One year after the Federal Bureau of Investigation launched a probe into the Pulse nightclub attack, the agency continues to seek answers about gunman Omar Mateen and his actions leading up to the deadliest shooting in modern U.S. history.
"The FBI is grateful for the heroic work of the first responders and for the teams of doctors and nurses who worked tirelessly that night to save lives," FBI spokeswoman Andrea Aprea said.
The FBI declined to comment on the Pulse investigation, citing Department of Justice policy and the pending trial of Mateen's wife, Noor Salman, which is scheduled to begin in March 2018.
Salman is currently locked up in an undisclosed Central Florida jail on federal charges of obstruction of justice and aiding a terrorist organization. She has pleaded not guilty.
The FBI has not indicated when it will close its investigation into the Pulse attack.
As with all other officer-involved shootings, the Orlando Police Department launched an internal investigation into 11 police officers who took part in a gun battle with Mateen.

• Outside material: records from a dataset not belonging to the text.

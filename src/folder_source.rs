//! Document source backed by a directory of page images.
//!
//! A document handle is a directory path. Every `png`, `jpg`, `jpeg` or `webp`
//! file in it is one page, ordered by natural file-name order (`page2` before
//! `page10`). A `<stem>.txt` file next to a page image holds that page's text;
//! an optional `document.toml` supplies `title` and `author`.

use crate::document::{DocumentInfo, DocumentSource, PageHandle};
use crate::error::SourceError;
use async_trait::async_trait;
use image::imageops::FilterType;
use serde::Deserialize;
use std::cell::RefCell;
use std::cmp::Ordering;
use std::collections::HashMap;
use std::io::Cursor;
use std::path::{Path, PathBuf};
use tracing::{debug, warn};

const PAGE_EXTENSIONS: [&str; 4] = ["png", "jpg", "jpeg", "webp"];
const METADATA_FILE: &str = "document.toml";

#[derive(Debug, Default, Deserialize)]
struct FolderMetadata {
    title: Option<String>,
    author: Option<String>,
}

#[derive(Debug, Default)]
pub struct FolderDocumentSource {
    pages: RefCell<HashMap<String, Vec<PathBuf>>>,
}

impl FolderDocumentSource {
    pub fn new() -> Self {
        Self::default()
    }

    async fn page_paths(&self, handle: &str) -> Result<Vec<PathBuf>, SourceError> {
        if let Some(paths) = self.pages.borrow().get(handle) {
            return Ok(paths.clone());
        }
        let paths = list_pages(Path::new(handle)).await?;
        self.pages
            .borrow_mut()
            .insert(handle.to_string(), paths.clone());
        Ok(paths)
    }
}

#[async_trait(?Send)]
impl DocumentSource for FolderDocumentSource {
    async fn open(&self, handle: &str) -> Result<DocumentInfo, SourceError> {
        // Re-list on every open so edits to the folder are picked up.
        self.pages.borrow_mut().remove(handle);
        let paths = self.page_paths(handle).await?;
        let metadata = read_metadata(Path::new(handle)).await;
        debug!(handle, pages = paths.len(), "Opened folder document");
        Ok(DocumentInfo {
            page_count: paths.len(),
            title: metadata.title,
            author: metadata.author,
        })
    }

    async fn get_page(&self, handle: &str, number: usize) -> Result<PageHandle, SourceError> {
        let paths = self.page_paths(handle).await?;
        let path = number
            .checked_sub(1)
            .and_then(|index| paths.get(index))
            .ok_or(SourceError::PageNotFound(number))?;
        Ok(PageHandle {
            number,
            locator: path.to_string_lossy().into_owned(),
        })
    }

    async fn rasterize(&self, page: &PageHandle, scale: f32) -> Result<Vec<u8>, SourceError> {
        let path = PathBuf::from(&page.locator);
        let scale = scale.clamp(0.05, 8.0);
        tokio::task::spawn_blocking(move || rasterize_file(&path, scale))
            .await
            .map_err(|err| SourceError::Malformed(format!("render task failed: {err}")))?
    }

    async fn extract_text(&self, page: &PageHandle) -> Result<String, SourceError> {
        let sidecar = Path::new(&page.locator).with_extension("txt");
        match tokio::fs::read_to_string(&sidecar).await {
            Ok(text) => Ok(text),
            Err(err) if err.kind() == std::io::ErrorKind::NotFound => Ok(String::new()),
            Err(err) => Err(err.into()),
        }
    }
}

async fn list_pages(dir: &Path) -> Result<Vec<PathBuf>, SourceError> {
    let mut entries = tokio::fs::read_dir(dir).await?;
    let mut paths = Vec::new();
    while let Some(entry) = entries.next_entry().await? {
        let path = entry.path();
        let is_page = path
            .extension()
            .and_then(|ext| ext.to_str())
            .is_some_and(|ext| PAGE_EXTENSIONS.contains(&ext.to_ascii_lowercase().as_str()));
        if is_page && entry.file_type().await?.is_file() {
            paths.push(path);
        }
    }
    paths.sort_by(|a, b| natural_cmp(&file_name(a), &file_name(b)));
    Ok(paths)
}

async fn read_metadata(dir: &Path) -> FolderMetadata {
    let path = dir.join(METADATA_FILE);
    let Ok(contents) = tokio::fs::read_to_string(&path).await else {
        return FolderMetadata::default();
    };
    match toml::from_str(&contents) {
        Ok(metadata) => metadata,
        Err(err) => {
            warn!(path = %path.display(), "Ignoring unreadable document metadata: {err}");
            FolderMetadata::default()
        }
    }
}

fn rasterize_file(path: &Path, scale: f32) -> Result<Vec<u8>, SourceError> {
    let image = image::open(path)?;
    let image = if (scale - 1.0).abs() > f32::EPSILON {
        let width = ((image.width() as f32 * scale).round() as u32).max(1);
        let height = ((image.height() as f32 * scale).round() as u32).max(1);
        image.resize_exact(width, height, FilterType::Triangle)
    } else {
        image
    };
    let mut output = Vec::new();
    image.write_to(&mut Cursor::new(&mut output), image::ImageFormat::Png)?;
    Ok(output)
}

fn file_name(path: &Path) -> String {
    path.file_name()
        .map(|name| name.to_string_lossy().to_lowercase())
        .unwrap_or_default()
}

/// Compare file names so embedded numbers sort by value.
fn natural_cmp(a: &str, b: &str) -> Ordering {
    let mut left = chunks(a);
    let mut right = chunks(b);
    loop {
        match (left.next(), right.next()) {
            (None, None) => return Ordering::Equal,
            (None, Some(_)) => return Ordering::Less,
            (Some(_), None) => return Ordering::Greater,
            (Some(x), Some(y)) => {
                let ordering = match (is_number(x), is_number(y)) {
                    (true, true) => {
                        let x = x.trim_start_matches('0');
                        let y = y.trim_start_matches('0');
                        x.len().cmp(&y.len()).then_with(|| x.cmp(y))
                    }
                    _ => x.cmp(y),
                };
                if ordering != Ordering::Equal {
                    return ordering;
                }
            }
        }
    }
}

fn is_number(chunk: &str) -> bool {
    chunk.starts_with(|ch: char| ch.is_ascii_digit())
}

/// Split into maximal runs of ASCII digits and non-digits.
fn chunks(s: &str) -> impl Iterator<Item = &str> {
    let mut rest = s;
    std::iter::from_fn(move || {
        let first = rest.chars().next()?;
        let digits = first.is_ascii_digit();
        let end = rest
            .char_indices()
            .find(|(_, ch)| ch.is_ascii_digit() != digits)
            .map_or(rest.len(), |(idx, _)| idx);
        let (chunk, tail) = rest.split_at(end);
        rest = tail;
        Some(chunk)
    })
}
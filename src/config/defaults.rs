pub(crate) fn default_preload_pages() -> usize {
    3
}

pub(crate) fn default_neighborhood_radius() -> usize {
    1
}

pub(crate) fn default_background_batch_size() -> usize {
    2
}

pub(crate) fn default_background_batch_delay_ms() -> u64 {
    150
}

pub(crate) fn default_preview_scale() -> f32 {
    0.5
}

pub(crate) fn default_standard_scale() -> f32 {
    1.5
}

pub(crate) fn default_high_scale() -> f32 {
    2.5
}

pub(crate) fn default_breakpoint() -> u32 {
    768
}

pub(crate) fn default_resize_debounce_ms() -> u64 {
    250
}

pub(crate) fn default_chrome_width() -> u32 {
    32
}

pub(crate) fn default_chrome_height() -> u32 {
    140
}

pub(crate) fn default_min_surface_width() -> u32 {
    200
}

pub(crate) fn default_min_surface_height() -> u32 {
    280
}

pub(crate) fn default_double_page_width() -> u32 {
    1000
}

pub(crate) fn default_double_page_height() -> u32 {
    700
}

pub(crate) fn default_voice() -> Option<String> {
    None
}

pub(crate) fn default_rate() -> f32 {
    1.0
}

pub(crate) fn default_pitch() -> f32 {
    1.0
}

pub(crate) fn default_auto_continue() -> bool {
    true
}

pub(crate) fn default_settle_delay_ms() -> u64 {
    600
}

pub(crate) fn default_log_level() -> crate::config::LogLevel {
    crate::config::LogLevel::Debug
}
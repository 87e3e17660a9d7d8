use crate::animator::AnimatorId;
use crate::error::{Notice, SourceError};
use crate::render::RenderJob;
use crate::speech::SpeechEvent;
use std::time::Duration;
use tokio::sync::mpsc::UnboundedSender;

pub type MessageSender = UnboundedSender<Message>;

/// Everything that can happen to a session after the call that caused it has
/// returned: collaborator notifications, finished source requests and fired
/// timers. Requests carry the generation or token they were issued under so
/// late arrivals can be recognized and dropped.
#[derive(Debug)]
pub enum Message {
    PageChanged {
        animator: AnimatorId,
        index: usize,
    },
    Speech {
        token: u64,
        event: SpeechEvent,
    },
    PageRendered {
        job: RenderJob,
        result: Result<Vec<u8>, SourceError>,
    },
    PreloadFinished {
        generation: u64,
    },
    TextExtracted {
        generation: u64,
        page: usize,
        result: Result<String, SourceError>,
    },
    BackgroundTick {
        generation: u64,
    },
    NarrationContinue {
        token: u64,
    },
    ViewportSettled {
        seq: u64,
    },
}

/// Work the session cannot do synchronously. The runtime executes these and
/// feeds the outcome back as a [`Message`].
#[derive(Debug)]
pub enum Effect {
    /// Issued immediately, concurrently with everything else in flight.
    Render(RenderJob),
    /// Issued one after another, then `PreloadFinished`.
    RenderInSequence {
        generation: u64,
        jobs: Vec<RenderJob>,
    },
    ExtractText {
        generation: u64,
        page: usize,
    },
    ScheduleBackground {
        generation: u64,
        delay: Duration,
    },
    ScheduleNarrationContinue {
        token: u64,
        delay: Duration,
    },
    ScheduleViewportSettle {
        seq: u64,
        delay: Duration,
    },
    Notify(Notice),
}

Officers fatally shot the gunman after breaching the back wall of the nightclub with explosives and an armored vehicle.
Although those officers have returned to regular duty, OPD's review of their actions will remain open until the FBI completes its investigation, a spokeswoman for the department said.
The Florida Department of Law Enforcement also conducted an investigation into the June 12, 2016 attack. That state agency completed its work about two months later.
The FDLE turned over its investigative report to the Orange-Osceola State Attorney's Office, which will determine whether police officers used the proper level of force under Florida law.
However, the State Attorney's Office will not begin to review the officers' actions until it receives the FBI's final investigative report, according to a spokeswoman.
The City of Orlando, Orange County government and the Orange County Sheriff's Office have no open investigations or internal reviews associated with the Pulse attack, according to representatives with those agencies.